Collected data entries
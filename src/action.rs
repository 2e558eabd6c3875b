//! Action normalization and the results returned to acting participants.

extern crate alloc;

use alloc::string::String;

use serde::Deserialize;

/// Text present in every message that ends a participant's turn.
///
/// Text-only consumers can look for this marker to know when to stop
/// prompting a participant.
pub const TURN_COMPLETE_MARKER: &str = "TURN COMPLETE";

/// A normalized participant command.
#[derive(Debug, Clone, Copy, PartialEq, Eq)]
pub enum Action {
    /// Draw one card.
    Hit,
    /// Keep the current hand and end the turn.
    Stand,
    /// Anything else.
    Unrecognized,
}

#[derive(Deserialize)]
struct Payload {
    action: String,
}

impl Action {
    /// Parses a raw action request.
    ///
    /// Accepts the bare words `hit` and `stand` (any case, optional trailing
    /// `()`), or a JSON object whose string field `action` holds one of them.
    ///
    /// ```
    /// use bjcrew::Action;
    ///
    /// assert_eq!(Action::parse(" HIT() "), Action::Hit);
    /// assert_eq!(Action::parse(r#"{"action": "Stand"}"#), Action::Stand);
    /// assert_eq!(Action::parse("double"), Action::Unrecognized);
    /// ```
    #[must_use]
    pub fn parse(raw: &str) -> Self {
        let text = raw.trim();
        let payload = (text.starts_with('{') && text.ends_with('}'))
            .then(|| serde_json::from_str::<Payload>(text).ok())
            .flatten();

        match payload {
            Some(payload) => Self::from_word(&payload.action),
            None => Self::from_word(text),
        }
    }

    fn from_word(word: &str) -> Self {
        let mut word = word.trim();
        while let Some(stripped) = word.strip_suffix("()") {
            word = stripped.trim_end();
        }

        if word.eq_ignore_ascii_case("hit") {
            Self::Hit
        } else if word.eq_ignore_ascii_case("stand") {
            Self::Stand
        } else {
            Self::Unrecognized
        }
    }
}

/// How a participant's turn ended.
#[derive(Debug, Clone, Copy, PartialEq, Eq)]
pub enum TurnEnd {
    /// The participant drew past 21.
    Bust,
    /// The participant drew to exactly 21 and stood automatically.
    TwentyOne,
    /// The participant chose to stand.
    Stood,
    /// The turn guard stood the participant after too many actions.
    Forced,
}

/// Classification of an action result.
#[derive(Debug, Clone, Copy, PartialEq, Eq)]
pub enum ActionKind {
    /// The participant is still active and must decide again.
    Continue,
    /// The participant's turn is over.
    TurnComplete(TurnEnd),
    /// The action text was not understood; nothing changed.
    Invalid,
    /// The participant was not active; nothing changed.
    AlreadyFinished,
}

/// Result of a participant action.
#[derive(Debug, Clone, PartialEq, Eq)]
pub struct ActionResult {
    /// What happened.
    pub kind: ActionKind,
    /// Human-readable description of what happened.
    pub message: String,
}

impl ActionResult {
    pub(crate) const fn new(kind: ActionKind, message: String) -> Self {
        Self { kind, message }
    }

    /// Returns whether this result ends the participant's turn.
    #[must_use]
    pub const fn is_turn_complete(&self) -> bool {
        matches!(self.kind, ActionKind::TurnComplete(_))
    }
}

**EXERCISE DESCRIPTION:** All the records are to be transcribed exactly, with no line missing.

**SOLUTION FOR THIS TASK:**
filename src/action.rs
repository 2e558eabd6c3875b
//! Action normalization and the results returned to acting participants.

extern crate alloc;

use alloc::string::String;

use serde::Deserialize;

/// Text present in every message that ends a participant's turn.
///
/// Text-only consumers can look for this marker to know when to stop
/// prompting a participant.
pub const TURN_COMPLETE_MARKER: &str = "TURN COMPLETE";

/// A normalized participant command.
#[derive(Debug, Clone, Copy, PartialEq, Eq)]
pub enum Action {
    /// Draw one card.
    Hit,
    /// Keep the current hand and end the turn.
    Stand,
    /// Anything else.
    Unrecognized,
}

#[derive(Deserialize)]
struct Payload {
    action: String,
}

impl Action {
    /// Parses a raw action request.
    ///
    /// Accepts the bare words `hit` and `stand` (any case, optional trailing
    /// `()`), or a JSON object whose string field `action` holds one of them.
    ///
    /// ```
    /// use bjcrew::Action;
    ///
    /// assert_eq!(Action::parse(" HIT() "), Action::Hit);
    /// assert_eq!(Action::parse(r#"{"action": "Stand"}"#), Action::Stand);
    /// assert_eq!(Action::parse("double"), Action::Unrecognized);
    /// ```
    #[must_use]
    pub fn parse(raw: &str) -> Self {
        let text = raw.trim();
        let payload = (text.starts_with('{') && text.ends_with('}'))
            .then(|| serde_json::from_str::<Payload>(text).ok())
            .flatten();

        match payload {
            Some(payload) => Self::from_word(&payload.action),
            None => Self::from_word(text),
        }
    }

    fn from_word(word: &str) -> Self {
        let mut word = word.trim();
        while let Some(stripped) = word.strip_suffix("()") {
            word = stripped.trim_end();
        }

        if word.eq_ignore_ascii_case("hit") {
            Self::Hit
        } else if word.eq_ignore_ascii_case("stand") {
            Self::Stand
        } else {
            Self::Unrecognized
        }
    }
}

/// How a participant's turn ended.
#[derive(Debug, Clone, Copy, PartialEq, Eq)]
pub enum TurnEnd {
    /// The participant drew past 21.
    Bust,
    /// The participant drew to exactly 21 and stood automatically.
    TwentyOne,
    /// The participant chose to stand.
    Stood,
    /// The turn guard stood the participant after too many actions.
    Forced,
}

/// Classification of an action result.
#[derive(Debug, Clone, Copy, PartialEq, Eq)]
pub enum ActionKind {
    /// The participant is still active and must decide again.
    Continue,
    /// The participant's turn is over.
    TurnComplete(TurnEnd),
    /// The action text was not understood; nothing changed.
    Invalid,
    /// The participant was not active; nothing changed.
    AlreadyFinished,
}

/// Result of a participant action.
#[derive(Debug, Clone, PartialEq, Eq)]
pub struct ActionResult {
    /// What happened.
    pub kind: ActionKind,
    /// Human-readable description of what happened.
    pub message: String,
}

impl ActionResult {
    pub(crate) const fn new(kind: ActionKind, message: String) -> Self {
        Self { kind, message }
    }

    /// Returns whether this result ends the participant's turn.
    #[must_use]
    pub const fn is_turn_complete(&self) -> bool {
        matches!(self.kind, ActionKind::TurnComplete(_))
    }
}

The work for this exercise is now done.